Oshawa’s job market has massively changed in the last hundred years. But what was life like for Oshawa job-seekers before General Motors dominated the workforce? Here are five Oshawa jobs you’ll never find on Workopolis today.
Hayfork Maker: A hundred years ago, agriculture was still big business in Oshawa. At R. Dillon and Son, workers not only made hayforks, but also litter and feed carriers, hay carriers, stalls, stanchions stable equipment, and speciality hardware. The factory was located on Mill Street, west of the Oshawa Creek.
Ladies Dress Maker: Have you ever noticed the refurbised loft-style UOIT building next to the Tribute Communities Centre? In 1903, the T. Eaton Company occupied these premises and employed 150 people, mostly women, to sew clothing.
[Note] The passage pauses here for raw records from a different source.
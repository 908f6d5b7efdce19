//! Notes thread endpoints: fetch a thread and append to it.

use axum::{
    extract::{Path, State},
    http::HeaderMap,
    response::IntoResponse,
    Json,
};
use tracing::info;

use refnote_core::{AddNoteResponse, NewNote, NotesResponse};

use crate::handlers::enrich_note;
use crate::{ApiError, AppState};

/// GET /api/v1/notes/:ref_id
///
/// Returns the thread for `ref_id` with author-enriched entries. A ref_id
/// with no thread yet is not an error: it returns an empty list with
/// `note_count: 0`.
pub async fn get_notes(
    State(state): State<AppState>,
    Path(ref_id): Path<String>,
) -> Result<impl IntoResponse, ApiError> {
    let record = state.db.notes.fetch(&ref_id).await?;

    let (entries, note_count) = match record {
        Some(record) => (record.notes, record.note_count),
        None => (Vec::new(), 0),
    };

    let mut notes = Vec::with_capacity(entries.len());
    for entry in entries {
        notes.push(enrich_note(entry, &state.profiles).await);
    }

    Ok(Json(NotesResponse {
        success: true,
        notes,
        note_count,
    }))
}

/// POST /api/v1/notes/:ref_id
///
/// Appends a note to the thread, creating the thread on first write.
/// Requires an authenticated caller; the author ID comes from the
/// authenticator, never from the request body.
pub async fn add_note(
    State(state): State<AppState>,
    Path(ref_id): Path<String>,
    headers: HeaderMap,
    Json(new_note): Json<NewNote>,
) -> Result<impl IntoResponse, ApiError> {
    let author_id = state
        .auth
        .authenticate(&headers)
        .await?
        .ok_or_else(|| ApiError::Unauthorized("User not authenticated".to_string()))?;

    let (entry, note_count) = state
        .db
        .notes
        .add_note(&ref_id, &author_id, new_note, &state.config.files)
        .await?;

    info!(ref_id = %ref_id, author_id = %author_id, note_count, "note appended");

    let note = enrich_note(entry, &state.profiles).await;
    Ok(Json(AddNoteResponse {
        success: true,
        note,
        note_count,
    }))
}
While Eaton’s is no longer around, this building is one of the few factories in the city from that era that still exist. Check it out at the corner of Charles and Athol Streets.
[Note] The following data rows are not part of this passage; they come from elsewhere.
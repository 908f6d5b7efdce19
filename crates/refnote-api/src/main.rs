//! refnote-api - HTTP API server for refnote

mod collaborators;
mod handlers;

use std::net::SocketAddr;
use std::sync::Arc;

use axum::{
    http::{header, HeaderValue, Method, StatusCode},
    response::IntoResponse,
    routing::get,
    Json, Router,
};
use tower_http::{
    cors::{AllowOrigin, CorsLayer},
    limit::RequestBodyLimitLayer,
    request_id::{MakeRequestId, PropagateRequestIdLayer, RequestId, SetRequestIdLayer},
    trace::TraceLayer,
};
use tracing::{error, info};
use tracing_subscriber::{layer::SubscriberExt, util::SubscriberInitExt};
use uuid::Uuid;

use collaborators::{HeaderAuthenticator, HttpProfileLookup};
use refnote_core::{Authenticator, NotesConfig, NullProfileLookup, ProfileLookup, StorageMode};
use refnote_db::{Database, FilesystemStore};

// =============================================================================
// REQUEST ID (UUIDv7)
// =============================================================================

/// Generates time-ordered UUIDv7 request correlation IDs.
///
/// UUIDv7 embeds a Unix timestamp, so IDs sort chronologically — useful for
/// log correlation and debugging production incidents.
#[derive(Clone, Default)]
struct MakeRequestUuidV7;

impl MakeRequestId for MakeRequestUuidV7 {
    fn make_request_id<B>(&mut self, _request: &axum::http::Request<B>) -> Option<RequestId> {
        let id = Uuid::now_v7().to_string().parse().ok()?;
        Some(RequestId::new(id))
    }
}

// =============================================================================
// APP STATE
// =============================================================================

/// Shared application state.
///
/// Collaborators are injected here at startup; handlers never reach for
/// globals or probe for optional services at request time.
#[derive(Clone)]
pub struct AppState {
    pub db: Database,
    pub config: Arc<NotesConfig>,
    pub auth: Arc<dyn Authenticator>,
    pub profiles: Arc<dyn ProfileLookup>,
    pub files: FilesystemStore,
}

// =============================================================================
// ERROR HANDLING
// =============================================================================

#[derive(Debug)]
pub enum ApiError {
    Internal(refnote_core::Error),
    Unauthorized(String),
    NotFound(String),
    BadRequest(String),
    Conflict(String),
}

impl From<refnote_core::Error> for ApiError {
    fn from(err: refnote_core::Error) -> Self {
        match err {
            refnote_core::Error::NotFound(msg) => ApiError::NotFound(msg),
            refnote_core::Error::InvalidInput(msg) => ApiError::BadRequest(msg),
            refnote_core::Error::Unauthorized(msg) => ApiError::Unauthorized(msg),
            refnote_core::Error::Conflict(msg) => ApiError::Conflict(msg),
            other => ApiError::Internal(other),
        }
    }
}

impl IntoResponse for ApiError {
    fn into_response(self) -> axum::response::Response {
        let (status, message) = match self {
            ApiError::Internal(err) => {
                // Log the cause, return a generic message to the client
                error!(error = %err, "internal error");
                (
                    StatusCode::INTERNAL_SERVER_ERROR,
                    "Internal server error".to_string(),
                )
            }
            ApiError::Unauthorized(msg) => (StatusCode::UNAUTHORIZED, msg),
            ApiError::NotFound(msg) => (StatusCode::NOT_FOUND, msg),
            ApiError::BadRequest(msg) => (StatusCode::BAD_REQUEST, msg),
            ApiError::Conflict(msg) => (StatusCode::CONFLICT, msg),
        };

        let body = Json(serde_json::json!({
            "success": false,
            "error": message,
        }));

        (status, body).into_response()
    }
}

// =============================================================================
// ROUTER
// =============================================================================

async fn health_check() -> impl IntoResponse {
    Json(serde_json::json!({
        "status": "healthy",
        "version": env!("CARGO_PKG_VERSION"),
    }))
}

/// Parse ALLOWED_ORIGINS (comma-separated) into header values, defaulting to
/// localhost dev origins.
fn parse_allowed_origins() -> Vec<HeaderValue> {
    let raw = std::env::var("ALLOWED_ORIGINS")
        .unwrap_or_else(|_| "http://localhost:3000,http://127.0.0.1:3000".to_string());
    raw.split(',')
        .map(str::trim)
        .filter(|s| !s.is_empty())
        .filter_map(|s| s.parse().ok())
        .collect()
}

fn app(state: AppState) -> Router {
    let body_limit =
        state.config.files.max_file_size_bytes() as usize + 1024 * 1024; // multipart overhead

    Router::new()
        .route("/health", get(health_check))
        .route(
            "/api/v1/notes/files",
            get(handlers::files::download_file).post(handlers::files::upload_file),
        )
        .route(
            "/api/v1/notes/:ref_id",
            get(handlers::notes::get_notes).post(handlers::notes::add_note),
        )
        .layer(TraceLayer::new_for_http())
        .layer(PropagateRequestIdLayer::x_request_id())
        .layer(SetRequestIdLayer::x_request_id(MakeRequestUuidV7))
        .layer(
            CorsLayer::new()
                .allow_origin(AllowOrigin::list(parse_allowed_origins()))
                .allow_methods([Method::GET, Method::POST, Method::OPTIONS])
                .allow_headers([header::AUTHORIZATION, header::CONTENT_TYPE, header::ACCEPT])
                .allow_credentials(true)
                .max_age(std::time::Duration::from_secs(3600)),
        )
        .layer(axum::extract::DefaultBodyLimit::max(body_limit))
        .layer(RequestBodyLimitLayer::new(body_limit))
        .with_state(state)
}

// =============================================================================
// MAIN
// =============================================================================

#[tokio::main]
async fn main() -> anyhow::Result<()> {
    // Load environment variables
    dotenvy::dotenv().ok();

    // Initialize tracing with configurable output
    //
    // Environment variables:
    //   LOG_FORMAT  - "json" or "text" (default: "text")
    //   LOG_FILE    - path to log file (optional, enables file logging)
    //   LOG_ANSI    - "true"/"false" override ANSI colors (auto-detected by default)
    //   RUST_LOG    - standard env filter (default: "refnote_api=debug,tower_http=debug")
    let log_format = std::env::var("LOG_FORMAT").unwrap_or_else(|_| "text".to_string());
    let log_file = std::env::var("LOG_FILE").ok();
    let log_ansi = std::env::var("LOG_ANSI")
        .ok()
        .map(|v| v == "true" || v == "1");

    let env_filter = tracing_subscriber::EnvFilter::try_from_default_env()
        .unwrap_or_else(|_| "refnote_api=debug,tower_http=debug".into());

    let registry = tracing_subscriber::registry().with(env_filter);

    // Optionally create a file appender with daily rotation
    let _file_guard = if let Some(ref path) = log_file {
        let file_dir = std::path::Path::new(path)
            .parent()
            .unwrap_or(std::path::Path::new("."));
        let file_name = std::path::Path::new(path)
            .file_name()
            .and_then(|f| f.to_str())
            .unwrap_or("refnote-api.log");
        let file_appender = tracing_appender::rolling::daily(file_dir, file_name);
        let (non_blocking, guard) = tracing_appender::non_blocking(file_appender);

        if log_format == "json" {
            registry
                .with(
                    tracing_subscriber::fmt::layer()
                        .json()
                        .with_writer(non_blocking),
                )
                .init();
        } else {
            let mut layer = tracing_subscriber::fmt::layer().with_writer(non_blocking);
            if let Some(ansi) = log_ansi {
                layer = layer.with_ansi(ansi);
            } else {
                layer = layer.with_ansi(false); // no ANSI in files
            }
            registry.with(layer).init();
        }
        Some(guard)
    } else {
        // Console-only output
        if log_format == "json" {
            registry
                .with(tracing_subscriber::fmt::layer().json())
                .init();
        } else {
            let mut layer = tracing_subscriber::fmt::layer();
            if let Some(ansi) = log_ansi {
                layer = layer.with_ansi(ansi);
            }
            registry.with(layer).init();
        }
        None
    };

    info!(
        log_format = %log_format,
        log_file = log_file.as_deref().unwrap_or("(stdout)"),
        "Logging initialized"
    );

    // Get configuration from environment
    let database_url =
        std::env::var("DATABASE_URL").unwrap_or_else(|_| "postgres://localhost/refnote".to_string());
    let host = std::env::var("HOST").unwrap_or_else(|_| "0.0.0.0".to_string());
    let port: u16 = std::env::var("PORT")
        .unwrap_or_else(|_| "3000".to_string())
        .parse()
        .unwrap_or(3000);

    let config = Arc::new(NotesConfig::from_env());
    let mode_name = match config.storage.mode {
        StorageMode::Jsonb => "jsonb",
        StorageMode::Filesystem => "filesystem",
    };
    info!(
        storage_mode = mode_name,
        storage_root = %config.storage.root.display(),
        max_file_size_mb = config.files.max_file_size_mb,
        max_files_per_note = config.files.max_files_per_note,
        "Notes configuration loaded"
    );

    // Connect to database
    info!("Connecting to database...");
    let db = Database::connect(&database_url).await?;
    info!("Database connected");

    // Run pending database migrations on startup
    info!("Running database migrations...");
    db.migrate().await?;
    info!("Database migrations complete");

    // Initialize file storage and verify it works before serving traffic
    let files = FilesystemStore::new(&config.storage.root);
    if config.storage.mode == StorageMode::Filesystem {
        files
            .validate()
            .await
            .map_err(|e| anyhow::anyhow!("file storage validation failed: {}", e))?;
        info!(root = %config.storage.root.display(), "File storage validated");
    }

    // Collaborators
    let auth_header =
        std::env::var("REFNOTE_AUTH_HEADER").unwrap_or_else(|_| "x-user-id".to_string());
    let auth: Arc<dyn Authenticator> = Arc::new(HeaderAuthenticator::new(&auth_header));
    info!(header = %auth_header, "Header authenticator configured");

    let profiles: Arc<dyn ProfileLookup> = match std::env::var("REFNOTE_PROFILE_URL") {
        Ok(url) if !url.trim().is_empty() => {
            info!(url = %url, "Profile lookup configured");
            Arc::new(HttpProfileLookup::new(url))
        }
        _ => {
            info!("No profile service configured; notes render with placeholder authors");
            Arc::new(NullProfileLookup)
        }
    };

    let state = AppState {
        db,
        config,
        auth,
        profiles,
        files,
    };

    // Start server
    let addr: SocketAddr = format!("{}:{}", host, port).parse()?;
    info!("Starting server on {}", addr);
    let listener = tokio::net::TcpListener::bind(addr).await?;
    axum::serve(listener, app(state)).await?;

    Ok(())
}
Carriage Builder: Admittedly, the demand for horse drawn carriages has gone WAY down since the automobile came on the scene. But the address of 80 Simcoe Street North was once the home of the Bambridge Carriage Shop, where the owner, William Bambridge, holds the dubious honour of reportedly remarking about R.S. McLaughlin (the same R.S. McLaughlin who went on to found General Motors in Canada and make millions of dollars), “That young whipper snapper won’t last long.”
Beaver Hat Milliner: In 1872, Barker and Rogerson of Toronto built a factory on Centre Street South dedicated to the making of high beaver-pelt hats. But hats would only be produced for a short time in this magnificent building, before Rogerson retired and Barker was unable to continue the business alone. In 1875, Masson Manufacturing took over the space, but, after changing hands several times, the factory was eventually torn down.
Piano Maker: The R.S. Williams Piano Works factory was located in downtown Oshawa, around where the Durham Region Police Service building is now located, and was the biggest company of its kind in the western world. The impressive factory on Richmond Street West lasted until the 1970s, when the building was demolished.